After establishing that this action could have originally been filed in the Eastern District of Virginia, I will weigh the private interest factors as set forth by the Circuit in Jumara. Remember these factors are:(1) the plaintiff's choice of forum; (2) the defendant's preferred forum; (3) where the claim arose; (4) the convenience of the parties; (5) the convenience of the witnesses, but only to the extent that the witnesses may be unavailable for trial in one of the fora; and (6) the location of books and records, again, only to the extent that they may not be available in one of the fora. Jumara, 55 F.3d at 879.
I find that the private interest factors weigh against transfer.
First, as explained above, Plaintiff's forum choice should not be disturbed lightly. Intel Corp., 167 F. Supp. 2d at 706 (citing Shutte, 431 F.2d at 25). Here, Plaintiff filed in the Middle District of Pennsylvania, and Plaintiff opposes Defendant's attempt to have this action transferred to the Eastern District of Virginia. (See generally, Docs. 1, 12.) Because Plaintiff has clearly articulated that its choice of forum is the Middle District of Pennsylvania, the first Jumara factor weighs heavily against transfer. See Jumara, 55 F.3d at 879. Second, while Defendant's preference to litigate this case in the Eastern District of Virginia weighs in favor of transfer, I do not provide it equal weight to that of Plaintiff's preference. Remember, a plaintiff is the master of the complaint and wields considerable power in determining how an action is structured. It is for this reason that "a plaintiff's choice of forum should prevail" unless there is an exceptional circumstance compelling transfer. Shutte, 431 F.2d at 25.

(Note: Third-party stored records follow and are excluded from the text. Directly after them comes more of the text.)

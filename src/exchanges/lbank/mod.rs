pub mod conversions;
pub mod errors;
pub mod requests;
pub mod signer;
pub mod types;

pub mod builder;
pub mod connector;
pub mod rest;

pub use builder::{build_connector, LbankBuilder};
pub use connector::{Account, LbankConnector, MarketData, Trading};
pub use rest::LbankRest;
pub use signer::LbankSigner;
pub use types::lbank_descriptor;
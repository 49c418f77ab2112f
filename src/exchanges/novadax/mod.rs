pub mod conversions;
pub mod errors;
pub mod requests;
pub mod signer;
pub mod types;

pub mod builder;
pub mod connector;
pub mod rest;

pub use builder::{build_connector, NovadaxBuilder};
pub use connector::{Account, MarketData, NovadaxConnector, Trading};
pub use rest::NovadaxRest;
pub use signer::NovadaxSigner;
pub use types::novadax_descriptor;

Third, I must consider where the instant claims arose. See Jumara, 55 F.3d at 879. Plaintiff's claims arise out of an Agreement that originated in Pennsylvania. It is not lost on me, however, that significant conduct related to the Agreement occurred in Virginia. For example, Defendant solicited vehicle warranties on behalf of Plaintiff in 55 counties in Virginia and Maryland, not Pennsylvania. Also, Plaintiff's complaints regarding Defendant's post-employment activities stem from Defendant's actions in Virginia, not Pennsylvania. So, while Plaintiff's claims technically arise out of an Agreement formed in Pennsylvania, a substantial amount of the conduct at issued occurred in Virginia. For this reason, I will assign a neutral weight to the third Jumara factor. The fourth Jumara factor-the convenience of the parties-also serves as a neutral weight in this analysis. While it is undisputed that Defendant would have to travel to Pennsylvania to engage in this litigation, Plaintiff would have to travel to VA if the transfer were granted. The burden would simply flip. Additionally, neither party has adequately addressed the present financial disparity. See Jumara, 55 F.3d at 879.

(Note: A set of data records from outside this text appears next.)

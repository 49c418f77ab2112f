use crate::core::errors::ExchangeError;
use crate::core::kernel::signer::{
    hmac_sha256, md5_upper_hex, parse_rsa_key, random_alphanumeric, rawencode, rsa_sha256_base64,
    secret_to_pem, urlencode, Credentials, Encoding, PemCache,
};
use crate::core::kernel::{HttpRequest, NonceGenerator, RequestParts, SignatureResult, Signer};
use crate::exchanges::lbank::types::{API_VERSION, ECHOSTR_LEN};
use reqwest::Method;
use serde_json::Value;

const FORM_CONTENT_TYPE: &str = "application/x-www-form-urlencoded";

/// Secrets longer than this are RSA private keys, shorter ones HMAC keys.
const HMAC_SECRET_MAX_LEN: usize = 32;

#[derive(Debug, Clone, Copy, PartialEq, Eq)]
pub enum SignatureMethod {
    Rsa,
    HmacSha256,
}

impl SignatureMethod {
    pub fn for_secret(secret: &str) -> Self {
        if secret.len() > HMAC_SECRET_MAX_LEN {
            Self::Rsa
        } else {
            Self::HmacSha256
        }
    }

    pub fn as_str(self) -> &'static str {
        match self {
            Self::Rsa => "RSA",
            Self::HmacSha256 => "HmacSHA256",
        }
    }
}

/// Signs private LBank calls with either an RSA key or an HMAC secret,
/// chosen by the length of the secret.
pub struct LbankSigner {
    credentials: Credentials,
    nonces: NonceGenerator,
    pem: PemCache,
    cache_pem: bool,
}

impl LbankSigner {
    pub fn new(api_key: String, secret_key: String, cache_pem: bool) -> Self {
        Self {
            credentials: Credentials::new(api_key, secret_key),
            nonces: NonceGenerator::new(),
            pem: PemCache::new(),
            cache_pem,
        }
    }

    fn sign_digest(&self, method: SignatureMethod, secret: &str, digest: &str) -> Result<String, ExchangeError> {
        match method {
            SignatureMethod::Rsa if self.cache_pem => {
                rsa_sha256_base64(self.pem.get_or_parse(secret)?, digest.as_bytes())
            }
            SignatureMethod::Rsa => {
                let key = parse_rsa_key(&secret_to_pem(secret))?;
                rsa_sha256_base64(&key, digest.as_bytes())
            }
            SignatureMethod::HmacSha256 => hmac_sha256(secret.as_bytes(), digest.as_bytes(), Encoding::Hex),
        }
    }

    /// Sign with an explicit timestamp and echo string.
    pub fn sign_with(&self, request: &RequestParts, timestamp: i64, echostr: &str) -> SignatureResult {
        let (api_key, secret) = self.credentials.require("lbank")?;
        let method = SignatureMethod::for_secret(secret);
        let timestamp = timestamp.to_string();

        let mut query = request.params.clone();
        query.insert("api_key".to_string(), Value::String(api_key.to_string()));

        let mut auth = query.clone();
        auth.insert("echostr".to_string(), Value::String(echostr.to_string()));
        auth.insert("signature_method".to_string(), Value::String(method.as_str().to_string()));
        auth.insert("timestamp".to_string(), Value::String(timestamp.clone()));
        let digest = md5_upper_hex(rawencode(&auth).as_bytes());

        let sign = self.sign_digest(method, secret, &digest)?;
        query.insert("sign".to_string(), Value::String(sign));

        let url = format!("{}/{}/{}.do", request.base_url, API_VERSION, request.path);
        Ok(HttpRequest::new(Method::POST, url)
            .header("Content-Type", FORM_CONTENT_TYPE)
            .header("timestamp", timestamp)
            .header("signature_method", method.as_str())
            .header("echostr", echostr)
            .body(urlencode(&query)))
    }
}

impl Signer for LbankSigner {
    fn sign_request(&self, request: &RequestParts, nonce: i64) -> SignatureResult {
        self.sign_with(request, nonce, &random_alphanumeric(ECHOSTR_LEN))
    }

    fn nonces(&self) -> &NonceGenerator {
        &self.nonces
    }
}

Next, the fifth Jumara factor weighs against transfer. Defendant argues that both parties require testimony from witnesses located in Virginia during both the discovery and trial phases of litigation. While arguing that the "prospect of traveling" to Pennsylvania "will chill the involvement of willing witnesses," Defendant has not specifically stated why they would have to make numerous trips to Pennsylvania. (Doc. 11-1, at 4.) Plaintiff correctly notes that any depositions of witnesses located in Virginia could take place in Virginia. This means that the Virginia-based witnesses would only be required to travel to Pennsylvania once, for trial. Additionally, Defendant seems to ignore the fact that there are a number of witnesses from Pennsylvania. For these reasons, I will weigh the fifth factor against transfer.

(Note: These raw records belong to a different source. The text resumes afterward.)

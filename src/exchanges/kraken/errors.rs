use crate::core::config::ExchangeDescriptor;
use crate::core::errors::{ErrorKind, ExchangeError};
use crate::core::kernel::{ErrorClassifier, HttpResponse, MatchOrder};
use serde_json::Value;

const EXACT: &[(&str, ErrorKind)] = &[
    ("EQuery:Invalid asset pair", ErrorKind::BadSymbol),
    ("EAPI:Invalid key", ErrorKind::Authentication),
    ("EFunding:Unknown withdraw key", ErrorKind::InvalidAddress),
    ("EFunding:Invalid amount", ErrorKind::InsufficientFunds),
    ("EService:Unavailable", ErrorKind::ExchangeNotAvailable),
    ("EDatabase:Internal error", ErrorKind::ExchangeNotAvailable),
    ("EService:Busy", ErrorKind::ExchangeNotAvailable),
    ("EQuery:Unknown asset", ErrorKind::BadSymbol),
    ("EAPI:Rate limit exceeded", ErrorKind::DDoSProtection),
    ("EOrder:Rate limit exceeded", ErrorKind::DDoSProtection),
    ("EGeneral:Internal error", ErrorKind::ExchangeNotAvailable),
    ("EGeneral:Temporary lockout", ErrorKind::DDoSProtection),
    ("EGeneral:Permission denied", ErrorKind::PermissionDenied),
    ("EGeneral:Invalid arguments:price", ErrorKind::InvalidOrder),
    ("EOrder:Unknown order", ErrorKind::OrderNotFound),
    ("EOrder:Invalid price:Invalid price argument", ErrorKind::InvalidOrder),
    ("EOrder:Order minimum not met", ErrorKind::InvalidOrder),
    ("EOrder:Insufficient funds", ErrorKind::InsufficientFunds),
    ("EGeneral:Invalid arguments", ErrorKind::BadRequest),
    ("ESession:Invalid session", ErrorKind::Authentication),
    ("EAPI:Invalid nonce", ErrorKind::InvalidNonce),
    ("EFunding:No funding method", ErrorKind::BadRequest),
    ("EFunding:Unknown asset", ErrorKind::BadSymbol),
    ("EService:Market in post_only mode", ErrorKind::OnMaintenance),
    ("EGeneral:Too many requests", ErrorKind::DDoSProtection),
    ("ETrade:User Locked", ErrorKind::AccountSuspended),
];

const BROAD: &[(&str, ErrorKind)] = &[
    (":Invalid order", ErrorKind::InvalidOrder),
    (":Invalid arguments:volume", ErrorKind::InvalidOrder),
    (":Invalid arguments:viqc", ErrorKind::InvalidOrder),
    (":Invalid nonce", ErrorKind::InvalidNonce),
    (":IInsufficient funds", ErrorKind::InsufficientFunds),
    (":Cancel pending", ErrorKind::CancelPending),
    (":Rate limit exceeded", ErrorKind::RateLimitExceeded),
];

/// Broad rules run before exact codes, so `EAPI:Rate limit exceeded` reads
/// as `RateLimitExceeded` rather than the exact table's `DDoSProtection`.
pub fn classifier(descriptor: &ExchangeDescriptor) -> ErrorClassifier {
    ErrorClassifier::new(
        descriptor.id.clone(),
        descriptor.http_exceptions.clone(),
        MatchOrder::BroadFirst,
    )
    .with_exact(EXACT)
    .with_broad(BROAD)
    .with_unavailable_statuses(&[520])
}

/// Error strings reported by a response, if any.
///
/// Kraken wraps them as `{"error": [...]}`; a few gateways answer with the
/// bare array.
fn reported_errors(json: &Value) -> Vec<&str> {
    let list = match json {
        Value::Object(map) => map.get("error").and_then(Value::as_array),
        Value::Array(items) => Some(items),
        _ => None,
    };
    list.map(|items| items.iter().filter_map(Value::as_str).collect())
        .unwrap_or_default()
}

/// Classify a response and hand back its JSON when it carries no error.
pub fn check_response(classifier: &ErrorClassifier, response: &HttpResponse) -> Result<Value, ExchangeError> {
    classifier.check_unavailable(response.status, &response.body)?;

    let json = match response.json() {
        Ok(json) => json,
        Err(e) => {
            classifier.check_status(response.status, &response.body)?;
            return Err(e);
        }
    };

    let errors = reported_errors(&json);
    if !errors.is_empty() {
        return Err(classifier.classify(&errors, None, &response.body));
    }

    classifier.check_status(response.status, &response.body)?;
    Ok(json)
}

#[cfg(test)]
mod tests {
    use super::*;
    use crate::exchanges::kraken::types::kraken_descriptor;

    fn check(status: u16, body: &str) -> Result<Value, ExchangeError> {
        check_response(&classifier(&kraken_descriptor()), &HttpResponse::new(status, body))
    }

    #[test]
    fn broad_rule_wins_over_exact_code() {
        let err = check(200, r#"{"error":["EAPI:Rate limit exceeded"]}"#).unwrap_err();
        assert!(matches!(err, ExchangeError::RateLimitExceeded(_)));
    }

    #[test]
    fn exact_codes() {
        assert!(matches!(
            check(200, r#"{"error":["EOrder:Unknown order"]}"#),
            Err(ExchangeError::OrderNotFound(_))
        ));
        assert!(matches!(
            check(200, r#"{"error":["EAPI:Invalid key"]}"#),
            Err(ExchangeError::Authentication(_))
        ));
        assert!(matches!(
            check(200, r#"{"error":["EGeneral:Invalid arguments"]}"#),
            Err(ExchangeError::BadRequest(_))
        ));
    }

    #[test]
    fn invalid_nonce_is_its_own_kind() {
        let err = check(200, r#"{"error":["EAPI:Invalid nonce"]}"#).unwrap_err();
        assert!(matches!(err, ExchangeError::InvalidNonce(_)));
        assert!(err.is_retryable());
    }

    #[test]
    fn bare_error_array_is_classified() {
        assert!(matches!(
            check(200, r#"["EQuery:Unknown asset"]"#),
            Err(ExchangeError::BadSymbol(_))
        ));
    }

    #[test]
    fn unknown_error_keeps_body() {
        match check(200, r#"{"error":["EFoo:Bar"]}"#) {
            Err(ExchangeError::Exchange(message)) => assert!(message.contains("EFoo:Bar")),
            other => panic!("unexpected {:?}", other),
        }
    }

    #[test]
    fn status_520_precedes_body() {
        assert!(matches!(
            check(520, r#"{"error":["EOrder:Unknown order"]}"#),
            Err(ExchangeError::ExchangeNotAvailable(_))
        ));
    }

    #[test]
    fn clean_envelope_passes() {
        let json = check(200, r#"{"error":[],"result":{"unixtime":1}}"#).unwrap();
        assert_eq!(json["result"]["unixtime"], 1);
    }

    #[test]
    fn html_error_page_falls_back_to_status() {
        assert!(matches!(check(503, "<html>busy</html>"), Err(ExchangeError::ExchangeNotAvailable(_))));
        assert!(matches!(check(200, "<html>"), Err(ExchangeError::Deserialization(_))));
    }
}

Finally, the sixth factor requires I consider the location of records relevant to this action. To date, there has been no indication that the records are stored in such a way to prevent digital transmission. Since the documents, even those existing in Virginia, could be easily transmitted to Pennsylvania, I see no reason why the location of the records should weigh in favor of transfer.
On balance, the private interest factors weigh in favor of denying Defendant's transfer request.
The relevant public interests also weigh against transfer. These factors are: (1) the enforceability of the judgment; (2) practical considerations that could make the trial easier, quicker, or less expensive; (3) court congestion; (4) local interest in the controversy; (5) public policies of the fora; and (6) the trial judge's familiarity with the applicable state law in diversity cases. Jumara, 55 F.3d at 879-80
First, there is no question that a judgment could be enforced in both the Middle District of Pennsylvania and the Eastern District of Virginia. Thus, there is no need to transfer this case to ensure a judgment will be enforced. Second, regarding the practical considerations that could make trial easy, expeditious, or inexpensive, I find that transfer has no impact and should receive a neutral weight in this analysis. Third, Defendant has not addressed the issues of court congestion, Pennsylvania or Virginia's interest in the controversy, or the public policies of the fora.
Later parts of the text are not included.